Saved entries

──────

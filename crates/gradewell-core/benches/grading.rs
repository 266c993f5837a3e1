use criterion::{black_box, criterion_group, criterion_main, Criterion};

use gradewell_core::grading::fallback_grade;
use gradewell_core::model::{AnswerSet, Question, QuestionKind};
use gradewell_core::prompt::{build_grading_prompt, PromptOptions};
use gradewell_core::schema::parse_remote_grade;

fn make_questions(n: usize) -> Vec<Question> {
    (0..n)
        .map(|i| Question {
            id: format!("q{i}"),
            kind: QuestionKind::FreeText,
            prompt: format!("Transform sentence number {i} to the negative form."),
            options: None,
            correct_answer: format!("She does not like coffee number {i}."),
        })
        .collect()
}

fn make_answers(n: usize) -> AnswerSet {
    (0..n)
        .filter(|i| i % 3 != 0)
        .map(|i| (format!("q{i}"), format!("  she DOES NOT like coffee number {i}. ")))
        .collect()
}

fn bench_fallback(c: &mut Criterion) {
    let mut group = c.benchmark_group("fallback_grade");

    for n in [2usize, 20, 200] {
        let questions = make_questions(n);
        let answers = make_answers(n);
        group.bench_function(format!("{n}_questions"), |b| {
            b.iter(|| fallback_grade(black_box(&questions), black_box(&answers)))
        });
    }

    group.finish();
}

fn bench_prompt(c: &mut Criterion) {
    let questions = make_questions(20);
    let answers = make_answers(20);
    let options = PromptOptions::default();

    c.bench_function("build_grading_prompt_20", |b| {
        b.iter(|| {
            build_grading_prompt(
                black_box("Present Simple vs Continuous"),
                black_box(&questions),
                black_box(&answers),
                &options,
            )
        })
    });
}

fn bench_parse_remote(c: &mut Criterion) {
    let verdicts: Vec<String> = (0..20)
        .map(|i| format!(r#"{{"questionId": "x{i}", "isCorrect": true, "feedback": "Muito bem!"}}"#))
        .collect();
    let body = format!(
        r#"{{"score": 85, "feedback": "Great job!", "detailedResults": [{}]}}"#,
        verdicts.join(",")
    );

    c.bench_function("parse_remote_grade_20", |b| {
        b.iter(|| parse_remote_grade(black_box(&body), 20))
    });
}

criterion_group!(benches, bench_fallback, bench_prompt, bench_parse_remote);
criterion_main!(benches);
//! The activity grading workflow.
//!
//! One grading call makes at most one remote request. If that request fails
//! in any way (transport, HTTP status, malformed or schema-violating body)
//! the answers are graded locally instead, so a well-formed activity always
//! yields a `GradingResult`.

use std::collections::HashSet;
use std::sync::Arc;
use std::time::Instant;

use anyhow::Result;
use tracing::{info, instrument, warn};

use crate::error::GradingError;
use crate::model::{
    Activity, AnswerSet, GradingMethod, GradingResult, Question, QuestionVerdict,
};
use crate::prompt::{build_grading_prompt, grading_response_schema, PromptOptions};
use crate::schema::{parse_remote_grade, RemoteGrade};
use crate::traits::{GenerateRequest, LlmProvider};

/// General feedback attached to locally graded results.
pub const FALLBACK_FEEDBACK: &str = "Correção automática processada (Modo Offline).";
/// Per-question feedback for a locally graded correct answer.
pub const FALLBACK_CORRECT_FEEDBACK: &str = "Muito bem!";
/// Per-question feedback for a locally graded wrong or missing answer.
pub const FALLBACK_INCORRECT_FEEDBACK: &str = "Tente novamente na próxima.";

/// Configuration for the grader.
#[derive(Debug, Clone)]
pub struct GraderConfig {
    /// Model identifier passed to the provider.
    pub model: String,
    /// Sampling temperature.
    pub temperature: f64,
    /// Max tokens for the grading response.
    pub max_tokens: u32,
    pub prompt: PromptOptions,
}

impl Default for GraderConfig {
    fn default() -> Self {
        Self {
            model: "gemini-3-flash-preview".to_string(),
            temperature: 0.0,
            max_tokens: 2048,
            prompt: PromptOptions::default(),
        }
    }
}

/// Grades answer sets, remotely when a provider is configured.
pub struct Grader {
    provider: Option<Arc<dyn LlmProvider>>,
    config: GraderConfig,
}

impl Grader {
    pub fn new(provider: Arc<dyn LlmProvider>, config: GraderConfig) -> Self {
        Self {
            provider: Some(provider),
            config,
        }
    }

    /// A grader with no remote scorer; every call takes the local path.
    pub fn offline(config: GraderConfig) -> Self {
        Self {
            provider: None,
            config,
        }
    }

    pub fn is_offline(&self) -> bool {
        self.provider.is_none()
    }

    pub fn config(&self) -> &GraderConfig {
        &self.config
    }

    /// Grade `answers` against `questions`.
    ///
    /// Only precondition violations are returned as errors; remote failures
    /// are absorbed by the local fallback.
    #[instrument(skip_all, fields(activity = %activity_title, questions = questions.len()))]
    pub async fn grade(
        &self,
        activity_title: &str,
        questions: &[Question],
        answers: &AnswerSet,
    ) -> Result<GradingResult, GradingError> {
        check_questions(questions)?;

        let Some(provider) = &self.provider else {
            info!("no remote grader configured, grading locally");
            return Ok(fallback_grade(questions, answers));
        };

        let start = Instant::now();
        match self
            .grade_remote(provider.as_ref(), activity_title, questions, answers)
            .await
        {
            Ok(result) => {
                info!(
                    provider = provider.name(),
                    score = result.score,
                    elapsed_ms = start.elapsed().as_millis() as u64,
                    "graded remotely"
                );
                Ok(result)
            }
            Err(e) => {
                warn!(
                    provider = provider.name(),
                    "remote grading failed, falling back to local grading: {e:#}"
                );
                Ok(fallback_grade(questions, answers))
            }
        }
    }

    async fn grade_remote(
        &self,
        provider: &dyn LlmProvider,
        activity_title: &str,
        questions: &[Question],
        answers: &AnswerSet,
    ) -> Result<GradingResult> {
        let request = GenerateRequest {
            model: self.config.model.clone(),
            prompt: build_grading_prompt(activity_title, questions, answers, &self.config.prompt),
            system_prompt: None,
            response_schema: Some(grading_response_schema()),
            max_tokens: self.config.max_tokens,
            temperature: self.config.temperature,
        };

        let response = provider.generate(&request).await?;
        let grade = parse_remote_grade(&response.content, questions.len())?;
        Ok(remap_remote_grade(grade, questions, answers))
    }
}

/// Reject question lists the workflow cannot grade meaningfully.
pub fn check_questions(questions: &[Question]) -> Result<(), GradingError> {
    if questions.is_empty() {
        return Err(GradingError::NoQuestions);
    }
    let mut seen = HashSet::new();
    for q in questions {
        if !seen.insert(q.id.as_str()) {
            return Err(GradingError::DuplicateQuestionId(q.id.clone()));
        }
    }
    Ok(())
}

/// Publication check for an activity: a title and a gradable question list.
pub fn check_activity(activity: &Activity) -> Result<(), GradingError> {
    if activity.title.trim().is_empty() {
        return Err(GradingError::EmptyTitle);
    }
    check_questions(&activity.questions)
}

/// Rebuild remote verdicts against the real questions by position.
///
/// The model's echoed `questionId` is dropped; the id and the student's raw
/// answer come from `questions[i]` and `answers`.
pub fn remap_remote_grade(
    grade: RemoteGrade,
    questions: &[Question],
    answers: &AnswerSet,
) -> GradingResult {
    let score = grade.rounded_score();
    let detailed_results = grade
        .detailed_results
        .into_iter()
        .zip(questions)
        .map(|(verdict, question)| QuestionVerdict {
            question_id: question.id.clone(),
            is_correct: verdict.is_correct,
            student_answer: answers.get(&question.id).cloned().unwrap_or_default(),
            feedback: verdict.feedback,
        })
        .collect();

    GradingResult {
        score,
        feedback: grade.feedback,
        detailed_results,
        graded_by: GradingMethod::Remote,
    }
}

/// Trimmed, case-insensitive exact match.
pub fn answers_match(answer: &str, expected: &str) -> bool {
    answer.trim().to_lowercase() == expected.trim().to_lowercase()
}

/// `round(100 * correct / total)` with halves rounding up; 0 when `total` is 0.
pub fn percentage(correct: usize, total: usize) -> u8 {
    if total == 0 {
        return 0;
    }
    let correct = correct.min(total);
    ((200 * correct + total) / (2 * total)) as u8
}

/// Deterministic local grading used when the remote path is unavailable.
pub fn fallback_grade(questions: &[Question], answers: &AnswerSet) -> GradingResult {
    let detailed_results: Vec<QuestionVerdict> = questions
        .iter()
        .map(|q| {
            let answer = answers.get(&q.id);
            let is_correct = answer.is_some_and(|a| answers_match(a, &q.correct_answer));
            QuestionVerdict {
                question_id: q.id.clone(),
                is_correct,
                student_answer: answer.cloned().unwrap_or_default(),
                feedback: if is_correct {
                    FALLBACK_CORRECT_FEEDBACK
                } else {
                    FALLBACK_INCORRECT_FEEDBACK
                }
                .to_string(),
            }
        })
        .collect();

    let correct = detailed_results.iter().filter(|v| v.is_correct).count();

    GradingResult {
        score: percentage(correct, questions.len()),
        feedback: FALLBACK_FEEDBACK.to_string(),
        detailed_results,
        graded_by: GradingMethod::Fallback,
    }
}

──────

Find every line in the records that has the word "GraderConfig". Copy those lines.

• _WORKED SOLUTION_
pub struct GraderConfig {
impl Default for GraderConfig {
    config: GraderConfig,
    pub fn new(provider: Arc<dyn LlmProvider>, config: GraderConfig) -> Self {
    pub fn offline(config: GraderConfig) -> Self {
    pub fn config(&self) -> &GraderConfig {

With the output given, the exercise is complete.